**WORK ORDER**: Please find the lines in the entries below that contain the word "operateurs", and copy each one.

**INFORMATION SUPPLIED**:
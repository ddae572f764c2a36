//! Noyau de calcul (moteur d’expressions)
//!
//! Organisation interne :
//! - jetons.rs     : tokenisation (Tok, Op, Fonction)
//! - operateurs.rs : table précédence / associativité
//! - rpn.rs        : shunting-yard -> RPN
//! - fonctions.rs  : sémantique des opérateurs et fonctions (+ domaines)
//! - eval.rs       : évaluation RPN + pipeline complet
//! - format.rs     : affichage arrondi du résultat
//! - erreur.rs     : ErreurEval
//!
//! Aucun état partagé, aucun journal : chaque appel est indépendant.

pub mod erreur;
pub mod eval;
pub mod fonctions;
pub mod format;
pub mod jetons;
pub mod operateurs;
pub mod rpn;

#[cfg(test)]
mod tests_scientifiques;

#[cfg(test)]
mod tests_fuzz_safe;

// API publique minimale (celle que consomme l’UI)
pub use erreur::ErreurEval;
pub use eval::{calculer, demarche, Demarche};
pub use format::DECIMALES_DEFAUT;
pub use jetons::{Fonction, Op};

**EXPECTED OUTPUT**:
//! - operateurs.rs : table précédence / associativité
pub mod operateurs;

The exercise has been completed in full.